Father Robert Schwenker OMI, a 1958 Notre Dame graduate, died last Tuesday. He had been jogging in one of the poorer neighborhoods of Bogotá, where he lived. A hit-and-run.

Father Bob was more than a friend. A mentor perhaps is the right word. I’ve never known a more authentic Christian. He truly wanted to live the Gospel—which led him to poverty and prayer.

Father Bob was the one who got me to the South Bronx. He had heard that a chapter of Mother Teresa’s Missionaries of Charity (M.C.) were there. So in his travels as Vocation Director of the eastern province of the Oblates of Mary Immaculate — he simply followed a map into the heart of the Bronx and looked up the Sisters.

They were moving out of their borrowed home on East 142nd Street within a week. Did he want it? Well, yes, he did. A vacated house in the South Bronx in the early 1980s would last perhaps three days before being stripped, not just of light fixtures, sinks and toilets, but of copper pipe, electric wire and fuse boxes as well. Father Bob found someone to take over the house immediately and returned a few months later with a number of volunteers to help with the Missionaries of Charity’s summer youth camp, myself among them. I had met Father Bob earlier in our common hometown of Columbus, Ohio. When he invited me to volunteer that summer I accepted.

The camp went fine. The novelty of New York is what I remember most though, and the freedom of knowing that for the first time since I was 6 years old I wouldn’t have to return to study in the fall. I recall an early evening at the end of that summer, however, sitting on the front porch stoop with another volunteer. The beat of boom boxes measuring the pulse of Willis Avenue at the end of the block and the clicking of dominoes on makeshift tables straddling the sidewalk across the street set the mood for the long, lazy, after-dinner hours. It struck me in the cool of that evening that in less than two weeks the summer project would end, and I had no idea what I was going to do with the rest of my life. I had just finished a bachelor’s degree at Notre Dame and had no inkling whatsoever of getting a real job, especially after seeing a few of the realities of another world like the Bronx.

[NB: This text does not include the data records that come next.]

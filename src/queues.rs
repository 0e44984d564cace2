//! # Message queues feeding the dispatch loop.
//!
//! [`MessageQueues`] holds two unbounded FIFO queues built on
//! [`tokio::sync::mpsc::unbounded_channel`]: one for [`LogEntry`] values and one
//! for [`ErrorRecord`] values.
//!
//! ## Architecture
//! ```text
//! Producers (many):                      Consumer (one):
//!   app thread 1 ──┐
//!   app thread 2 ──┼── enqueue_* ──► [log queue]   ──► try_next_entry()  ──► DispatchLoop
//!   app task N   ──┘              └► [error queue] ──► try_next_error()
//! ```
//!
//! ## Rules
//! - **Non-blocking enqueue**: never waits; the queues are unbounded.
//! - **Non-blocking dequeue**: `try_next_*` returns `None` when the queue is empty.
//! - **FIFO per queue**: sequential enqueues from one producer are dequeued in order.
//! - Racing producers resolve in whatever order the channel accepted their sends.

use std::sync::atomic::{AtomicUsize, Ordering};

use parking_lot::Mutex;
use tokio::sync::mpsc;

use crate::records::{ErrorRecord, LogEntry};

/// One unbounded FIFO with a pending counter readable from any thread.
struct Lane<T> {
    tx: mpsc::UnboundedSender<T>,
    rx: Mutex<mpsc::UnboundedReceiver<T>>,
    pending: AtomicUsize,
}

impl<T> Lane<T> {
    fn new() -> Self {
        let (tx, rx) = mpsc::unbounded_channel();
        Self {
            tx,
            rx: Mutex::new(rx),
            pending: AtomicUsize::new(0),
        }
    }

    fn push(&self, item: T) {
        self.pending.fetch_add(1, Ordering::AcqRel);
        // The receiver lives as long as `self`, so the send cannot observe a closed channel.
        if self.tx.send(item).is_err() {
            self.pending.fetch_sub(1, Ordering::AcqRel);
        }
    }

    fn pop(&self) -> Option<T> {
        let item = self.rx.lock().try_recv().ok()?;
        self.pending.fetch_sub(1, Ordering::AcqRel);
        Some(item)
    }

    fn len(&self) -> usize {
        self.pending.load(Ordering::Acquire)
    }

    fn clear(&self) -> usize {
        let mut dropped = 0;
        while self.pop().is_some() {
            dropped += 1;
        }
        dropped
    }
}

/// Log-entry and error-record queues shared between producers and the dispatch loop.
pub struct MessageQueues {
    entries: Lane<LogEntry>,
    errors: Lane<ErrorRecord>,
}

impl MessageQueues {
    /// Creates two empty queues.
    pub fn new() -> Self {
        Self {
            entries: Lane::new(),
            errors: Lane::new(),
        }
    }

    /// Enqueues a log entry. Never blocks.
    pub fn enqueue_log_entry(&self, entry: LogEntry) {
        self.entries.push(entry);
    }

    /// Enqueues an error record. Never blocks.
    pub fn enqueue_error_record(&self, record: ErrorRecord) {
        self.errors.push(record);
    }

    /// Dequeues the oldest log entry, if any.
    pub fn try_next_entry(&self) -> Option<LogEntry> {
        self.entries.pop()
    }

    /// Dequeues the oldest error record, if any.
    pub fn try_next_error(&self) -> Option<ErrorRecord> {
        self.errors.pop()
    }

    /// Number of log entries waiting.
    pub fn pending_entries(&self) -> usize {
        self.entries.len()
    }

    /// Number of error records waiting.
    pub fn pending_errors(&self) -> usize {
        self.errors.len()
    }

    /// True if both queues are empty.
    pub fn is_empty(&self) -> bool {
        self.pending_entries() == 0 && self.pending_errors() == 0
    }

    /// Drops everything still queued; returns `(entries, errors)` dropped.
    pub fn discard(&self) -> (usize, usize) {
        (self.entries.clear(), self.errors.clear())
    }
}

impl Default for MessageQueues {
    fn default() -> Self {
        Self::new()
    }
}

I wanted to travel. I had thought of working just enough to get a car to drive to Santa Fe or Tucson perhaps. It was an intoxicating idea. And I suppose I would have gone through with it, had Father Bob not asked me a few days later to stay on through the winter, “hold the fort” as he had said. Just not let the house appear to sit vacant. He’d be back in the spring when his commitment as vocation director was up. He wanted to return to the Bronx as a missionary.

I said I would, of course. The Southwest could wait.

Finding Mother Teresa

Another episode happened about the same time that, I suppose, pointed in the same direction. Mother Teresa was in New York. She’d often slip in and out of the Missionaries of Charity’s house on 145th Street. This time, however, people discovered she was about. And I was one of those people.

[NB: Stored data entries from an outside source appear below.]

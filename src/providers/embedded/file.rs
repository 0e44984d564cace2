//! # LogFileProvider: append records to a plain text file
//!
//! Writes one line per record, `|`-separated:
//!
//! ```text
//! <unix-ms>|<level>|<origin>|<module>|<message>|<tags>
//! <unix-ms>|error|<origin>|<module>|<message>: <error>|<tags>
//! ```
//!
//! The file is opened in `on_begin`. Its path comes from the
//! `logging.provider.<name>.path` setting when present, otherwise from the path
//! passed to [`LogFileProvider::new`]. Output is buffered and flushed at the end of
//! every cycle and on teardown.

use std::path::PathBuf;
use std::time::{SystemTime, UNIX_EPOCH};

use async_trait::async_trait;
use tokio::fs::{File, OpenOptions};
use tokio::io::{AsyncWriteExt, BufWriter};
use tokio::sync::Mutex;

use crate::error::HookError;
use crate::providers::{Provider, ProviderFilter};
use crate::records::{ErrorRecord, LogEntry};
use crate::settings::{Settings, provider_key};

/// File provider.
pub struct LogFileProvider {
    name: String,
    default_path: PathBuf,
    filter: ProviderFilter,
    out: Mutex<Option<BufWriter<File>>>,
}

impl LogFileProvider {
    /// Creates a provider named `logfile` writing to `path` unless overridden by settings.
    #[must_use]
    pub fn new(path: impl Into<PathBuf>) -> Self {
        Self::named("logfile", path)
    }

    /// Creates a provider with a custom name, so several files can be registered.
    #[must_use]
    pub fn named(name: impl Into<String>, path: impl Into<PathBuf>) -> Self {
        Self {
            name: name.into(),
            default_path: path.into(),
            filter: ProviderFilter::new(),
            out: Mutex::new(None),
        }
    }

    /// Replaces the record filter.
    #[must_use]
    pub fn with_filter(mut self, filter: ProviderFilter) -> Self {
        self.filter = filter;
        self
    }

    async fn write_line(&self, line: String) -> Result<(), HookError> {
        let mut out = self.out.lock().await;
        let w = out.as_mut().ok_or_else(|| HookError::fail("log file is not open"))?;
        w.write_all(line.as_bytes()).await?;
        Ok(())
    }
}

fn unix_ms(at: SystemTime) -> u128 {
    at.duration_since(UNIX_EPOCH).map(|d| d.as_millis()).unwrap_or(0)
}

fn join_tags(tags: &[std::sync::Arc<str>]) -> String {
    tags.iter().map(|t| t.as_ref()).collect::<Vec<_>>().join(",")
}

#[async_trait]
impl Provider for LogFileProvider {
    fn name(&self) -> &str {
        &self.name
    }

    async fn on_begin(&self, settings: &Settings) -> Result<(), HookError> {
        let path = settings
            .get_str(&provider_key(&self.name, "path"))
            .map(PathBuf::from)
            .unwrap_or_else(|| self.default_path.clone());

        if let Some(parent) = path.parent().filter(|p| !p.as_os_str().is_empty()) {
            tokio::fs::create_dir_all(parent).await?;
        }
        let file = OpenOptions::new().create(true).append(true).open(&path).await?;
        *self.out.lock().await = Some(BufWriter::new(file));

        tracing::debug!(provider = %self.name, path = %path.display(), "log file opened");
        Ok(())
    }

    async fn on_message(&self, e: &LogEntry) -> Result<(), HookError> {
        self.write_line(format!(
            "{}|{}|{}|{}|{}|{}\n",
            unix_ms(e.at),
            e.level,
            e.origin,
            e.module.as_deref().unwrap_or(""),
            e.message,
            join_tags(&e.tags),
        ))
        .await
    }

    async fn on_error(&self, r: &ErrorRecord) -> Result<(), HookError> {
        self.write_line(format!(
            "{}|error|{}|{}|{}: {}|{}\n",
            unix_ms(r.at),
            r.origin,
            r.module.as_deref().unwrap_or(""),
            r.message,
            r.error,
            join_tags(&r.tags),
        ))
        .await
    }

    async fn on_end(&self) -> Result<(), HookError> {
        if let Some(w) = self.out.lock().await.as_mut() {
            w.flush().await?;
        }
        Ok(())
    }

    async fn on_final(&self) -> Result<(), HookError> {
        if let Some(mut w) = self.out.lock().await.take() {
            w.flush().await?;
            w.shutdown().await?;
        }
        Ok(())
    }

    fn message_applies(&self, entry: &LogEntry) -> bool {
        self.filter.applies_to_entry(entry)
    }

    fn error_applies(&self, record: &ErrorRecord) -> bool {
        self.filter.applies_to_error(record)
    }
}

I knocked at the sisters’ unpretentious front door just off 3rd Avenue and asked the superior, Sister Priscilla, if I could see Mother Teresa. She told me Mother Teresa was visiting with her sisters and, with that morally superior tone that salespersons often affect when soliciting the one and only acceptable answer from a customer, asked if I didn’t think that it was only right that she do so. I told her quite honestly that I didn’t care if Mother saw her sisters or not. I simply wanted to talk to her. I added that I would like to stay on her front porch stoop, if that was okay, until Mother could see me. I was bluffing of course (it was nearly lunchtime), but my bluff paid off. Mother Teresa came out to see me. I told her I wasn’t sure of my future. She said I’d be in the Bronx next year when she returned. (I was, but to this day I refuse to call her utterance inspired. It was more common sense than anything else.)

At any rate, she invited me to adoration with her sisters at 5 p.m. And so it came to pass that it was I who brought Father Bob to meet Mother Teresa. He was hesitant to go. (“Are you sure they won’t mind? It was you she invited, no?”) But when he spoke to her after prayer, mentioning his own disquietude about the future, Mother Teresa told Father Bob to obey his superiors. (Again, hardly prophetic, but it turned out to be what indeed happened.)

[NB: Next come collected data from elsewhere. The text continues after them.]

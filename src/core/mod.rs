//! Runtime core: dispatch loop, provider lifecycle and runspace supervision.
//!
//! The public entry point is [`Logging`], which owns the queues, the provider
//! registry and the state cell, and hosts the dispatch loop in a runspace.
//!
//! Internal modules:
//! - [`state`]: externally visible [`LoggingState`];
//! - [`lifecycle`]: isolated provider hook invocation;
//! - [`dispatch`]: the dispatch cycle, pacing and shutdown flush;
//! - [`host`]: named background runspaces with stop signalling;
//! - [`shutdown`]: cross-platform termination signal handling;
//! - [`logging`] / [`builder`]: the runtime context and its builder.

mod builder;
mod dispatch;
mod host;
mod lifecycle;
mod logging;
mod shutdown;
mod state;

pub use builder::LoggingBuilder;
pub use dispatch::{DispatchLoop, IntervalPacer, Pacer};
pub use host::{RunState, RunspaceHost};
pub use lifecycle::ProviderLifecycle;
pub use logging::Logging;
pub use shutdown::wait_for_shutdown_signal;
pub use state::{LoggingState, StateCell};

Thus the main thing to come of our encounter with Mother Teresa was that we could now attend adoration with the sisters. I maintained the daily prayer routine for as long as I could until two other volunteers and I started an emergency men’s shelter later that winter. The shelter quite logically opened at 5 each evening.

It was only in looking back at that fortuitous summer of 1980 that I came to realize that Father Bob was just then beginning to hear the “call within a call,” as Mother Teresa spoke of her own journey. He was feeling an urge for deeper prayer, which naturally led to poverty. And perhaps it was at this point that our relationship found rare kinship. During the following winter, he continued to travel the eastern seaboard as the OMI Vocations Director, but his heart was with the three of us who had turned our 142nd Street brownstone into a men’s shelter. (See Notre Dame Magazine, October 1981, for a story about our volunteer work on the shelter.)

That period challenged me physically, psychologically and spiritually perhaps more than any other in my life. Father Bob visited often, helping out with food, bringing in other volunteers and, perhaps most important, offering encouragement. I felt as though we were journeying a similar path: desperately searching for God in poverty. The one difference, I suppose, was that throughout the years my faith faltered. His did not.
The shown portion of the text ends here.